Both non-invasive ventilation (NIV) and continuous positive airway pressure (CPAP) machines are used to treat respiratory problems in patients. They offer ventilatory support when the person remains hypoxic despite being provided with medical aid. The devices are commonly found in respiratory wards, intensive care units, and high dependency units. Irrespective of their similarities, the treatment options are quite different from each other for the following reasons. Have a look!
NIV vs CPAP
What is NIV?
NIV is a form of respiratory treatment that offers breathing support by delivering air, usually with added oxygen, via a facemask by positive pressure. The term is also used when referring to the bi-level positive airway pressure machine (BiPAP). The device provides oxygen to your lungs at different pressures based on inspiration and expiration. Since the inspiratory positive airway pressure is higher than the expiratory positive airway pressure, ventilation is given by iPAP. On the other hand, ePAP uses under-ventilated or collapsed alveoli to exchange gases and assists removal of exhaled gas.
Primarily, NIV treatment is provided for type 2 respiratory failure that happens in case of COPD exacerbation.
What is CPAP?
The CPAP machine delivers air to your respiratory system at a constant rate for inspiration and expiration. Thus, it is not a type of ventilation. Instead, it splints the airway open. In a chronic setting, a CPAP machine supports breathing in case of severe obstructive sleep apnea. On the other hand, in an acute setting, it aids with type 1 respiratory failure that happens with acute pulmonary oedema.

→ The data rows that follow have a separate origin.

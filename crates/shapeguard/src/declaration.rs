use std::fmt;

use serde::{Deserialize, Serialize};
use shapeguard_descriptor::TypeDescriptor;

use crate::error::ConfigurationError;

/// One entry of a raw declaration: a descriptor or a list of descriptors.
#[derive(Debug, Clone, PartialEq, Eq, Serialize, Deserialize)]
#[serde(untagged)]
pub enum DeclItem {
    List(Vec<TypeDescriptor>),
    One(TypeDescriptor),
}

/// Positional declaration as written by the caller, before normalization.
///
/// Two spellings are accepted:
/// * trailing descriptors, `[number, number]`: every item is a parameter and
///   there is no return descriptor;
/// * an explicit list, `[[number, number], number]`: the list holds the
///   parameters and the optional item after it is the return descriptor.
///
/// A return descriptor is only ever read after an explicit list. Every other
/// arrangement is rejected instead of guessed.
#[derive(Debug, Clone, PartialEq, Eq, Default, Serialize, Deserialize)]
#[serde(transparent)]
pub struct Declaration {
    items: Vec<DeclItem>,
}

impl Declaration {
    pub fn from_items(items: Vec<DeclItem>) -> Self {
        Self { items }
    }

    pub fn trailing(params: Vec<TypeDescriptor>) -> Self {
        Self {
            items: params.into_iter().map(DeclItem::One).collect(),
        }
    }

    pub fn list(params: Vec<TypeDescriptor>, returns: Option<TypeDescriptor>) -> Self {
        let mut items = vec![DeclItem::List(params)];
        items.extend(returns.map(DeclItem::One));
        Self { items }
    }

    pub fn items(&self) -> &[DeclItem] {
        &self.items
    }

    pub fn normalize(&self) -> Result<Signature, ConfigurationError> {
        let mut items = self.items.iter();
        match items.next() {
            None => Ok(Signature::default()),
            Some(DeclItem::List(params)) => {
                let returns = match items.next() {
                    None => None,
                    Some(DeclItem::One(returns)) => Some(returns.clone()),
                    Some(DeclItem::List(_)) => {
                        return Err(ConfigurationError::AmbiguousDeclaration(
                            "a second descriptor list follows the parameter list",
                        ))
                    }
                };
                if items.next().is_some() {
                    return Err(ConfigurationError::AmbiguousDeclaration(
                        "only one return descriptor may follow the parameter list",
                    ));
                }
                Ok(Signature::new(params.clone(), returns))
            }
            Some(DeclItem::One(first)) => {
                let mut params = vec![first.clone()];
                for item in items {
                    match item {
                        DeclItem::One(param) => params.push(param.clone()),
                        DeclItem::List(_) => {
                            return Err(ConfigurationError::AmbiguousDeclaration(
                                "a descriptor list may only open the declaration; \
                                 declare parameters as one list followed by the return descriptor",
                            ))
                        }
                    }
                }
                Ok(Signature::new(params, None))
            }
        }
    }
}

impl From<Signature> for Declaration {
    fn from(signature: Signature) -> Self {
        Declaration::list(signature.params, signature.returns)
    }
}

/// Normalized parameter and return contract.
#[derive(Debug, Clone, PartialEq, Eq, Default)]
pub struct Signature {
    pub params: Vec<TypeDescriptor>,
    pub returns: Option<TypeDescriptor>,
}

impl Signature {
    pub fn new(params: Vec<TypeDescriptor>, returns: Option<TypeDescriptor>) -> Self {
        Self { params, returns }
    }
}

impl fmt::Display for Signature {
    fn fmt(&self, f: &mut fmt::Formatter<'_>) -> fmt::Result {
        f.write_str("(")?;
        for (idx, param) in self.params.iter().enumerate() {
            if idx > 0 {
                f.write_str(", ")?;
            }
            write!(f, "{param}")?;
        }
        f.write_str(")")?;
        if let Some(returns) = &self.returns {
            write!(f, " -> {returns}")?;
        }
        Ok(())
    }
}

#[cfg(test)]
mod tests {
    use super::*;
    use serde_json::json;

    fn num() -> TypeDescriptor {
        TypeDescriptor::primitive("number")
    }

    fn numeric() -> TypeDescriptor {
        TypeDescriptor::any_of(["string", "number"])
    }

    #[test]
    fn both_spellings_normalize_to_one_model() {
        let trailing = Declaration::trailing(vec![num(), num().optional()]);
        let listed = Declaration::list(vec![num(), num().optional()], None);
        assert_ne!(trailing, listed);
        assert_eq!(trailing.normalize().unwrap(), listed.normalize().unwrap());
    }

    #[test]
    fn return_descriptor_only_after_list() {
        let sig = Declaration::list(vec![numeric(), numeric()], Some(num()))
            .normalize()
            .unwrap();
        assert_eq!(sig.params.len(), 2);
        assert_eq!(sig.returns, Some(num()));

        let flat = Declaration::trailing(vec![numeric(), num()]).normalize().unwrap();
        assert_eq!(flat.params, vec![numeric(), num()]);
        assert_eq!(flat.returns, None);
    }

    #[test]
    fn single_parameter_list_is_unambiguous() {
        let sig = Declaration::list(vec![num()], Some(TypeDescriptor::primitive("string")))
            .normalize()
            .unwrap();
        assert_eq!(sig.params, vec![num()]);
        assert_eq!(sig.returns, Some(TypeDescriptor::primitive("string")));
    }

    #[test]
    fn rejects_ambiguous_arrangements() {
        let cases = [
            vec![DeclItem::One(num()), DeclItem::List(vec![num()])],
            vec![DeclItem::List(vec![num()]), DeclItem::List(vec![num()])],
            vec![
                DeclItem::List(vec![num()]),
                DeclItem::One(num()),
                DeclItem::One(num()),
            ],
        ];
        for items in cases {
            let err = Declaration::from_items(items).normalize().unwrap_err();
            assert!(matches!(err, ConfigurationError::AmbiguousDeclaration(_)));
        }
    }

    #[test]
    fn empty_declaration_has_no_contract() {
        assert_eq!(Declaration::default().normalize().unwrap(), Signature::default());
    }

    #[test]
    fn deserializes_both_spellings() {
        let flat: Declaration = serde_json::from_value(json!(["number", "number.isOptional"])).unwrap();
        let listed: Declaration = serde_json::from_value(json!([
            [{ "anyOf": ["string", "number"] }, { "anyOf": ["string", "number"] }],
            "number"
        ]))
        .unwrap();
        assert_eq!(
            flat.normalize().unwrap(),
            Signature::new(vec![num(), num().optional()], None)
        );
        assert_eq!(
            listed.normalize().unwrap(),
            Signature::new(vec![numeric(), numeric()], Some(num()))
        );
    }

    #[test]
    fn signature_display() {
        let sig = Signature::new(vec![num(), num().optional()], Some(numeric()));
        assert_eq!(
            sig.to_string(),
            "(number, number.isOptional) -> oneOf(string, number)"
        );
        let back = Declaration::from(sig.clone()).normalize().unwrap();
        assert_eq!(back, sig);
    }
}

When are NIV and CPAP started?
Indications for beginning NIV treatment include:
. If the patient has COPD with respiratory acidosis.
. Suffering from weaning from tracheal intubation.
. The patient has a hypercapnic respiratory failure that is secondary to chest wall deformity and neuromuscular
disease.
Indications for beginning CPAP treatment include:
The person has obstructive sleep apnea.
The patient is suffering from cardiogenic pulmonary oedema.
In case of pneumonia as an interim measure before invasive ventilation begins.
Consent for NIV and CPAP treatment
If there is a need for NIV or CPAP, you should discuss it with the patient and gain their consent. If the person is unwell and cannot make this decision on his own, the medical team should discuss it with the family.
Contraindications
Here are certain contraindications that suggest you should not start with the NIV/CPAP treatment:
. If the patient is vomiting.
. The person reports being confused or agitated.
. The patient has had recent facial, gastrointestinal, or upper airway surgery.
. If he has impaired consciousness and is drifting in and out of awareness.
. In case of bowel obstruction.
. If the patient has suffered from facial burns or trauma.
Monitoring
Once the CPAP or NIV treatment has been commenced, the following should be measured:
. ECG
. Respiratory rate
. Consciousness level
. Pulse
. Respiratory rate
. Blood pressure
. Pulse
. Arterial blood gas
NIV and CPAP come in use for providing breathing support to the patient. However, despite their similarities, both forms of treatment are different.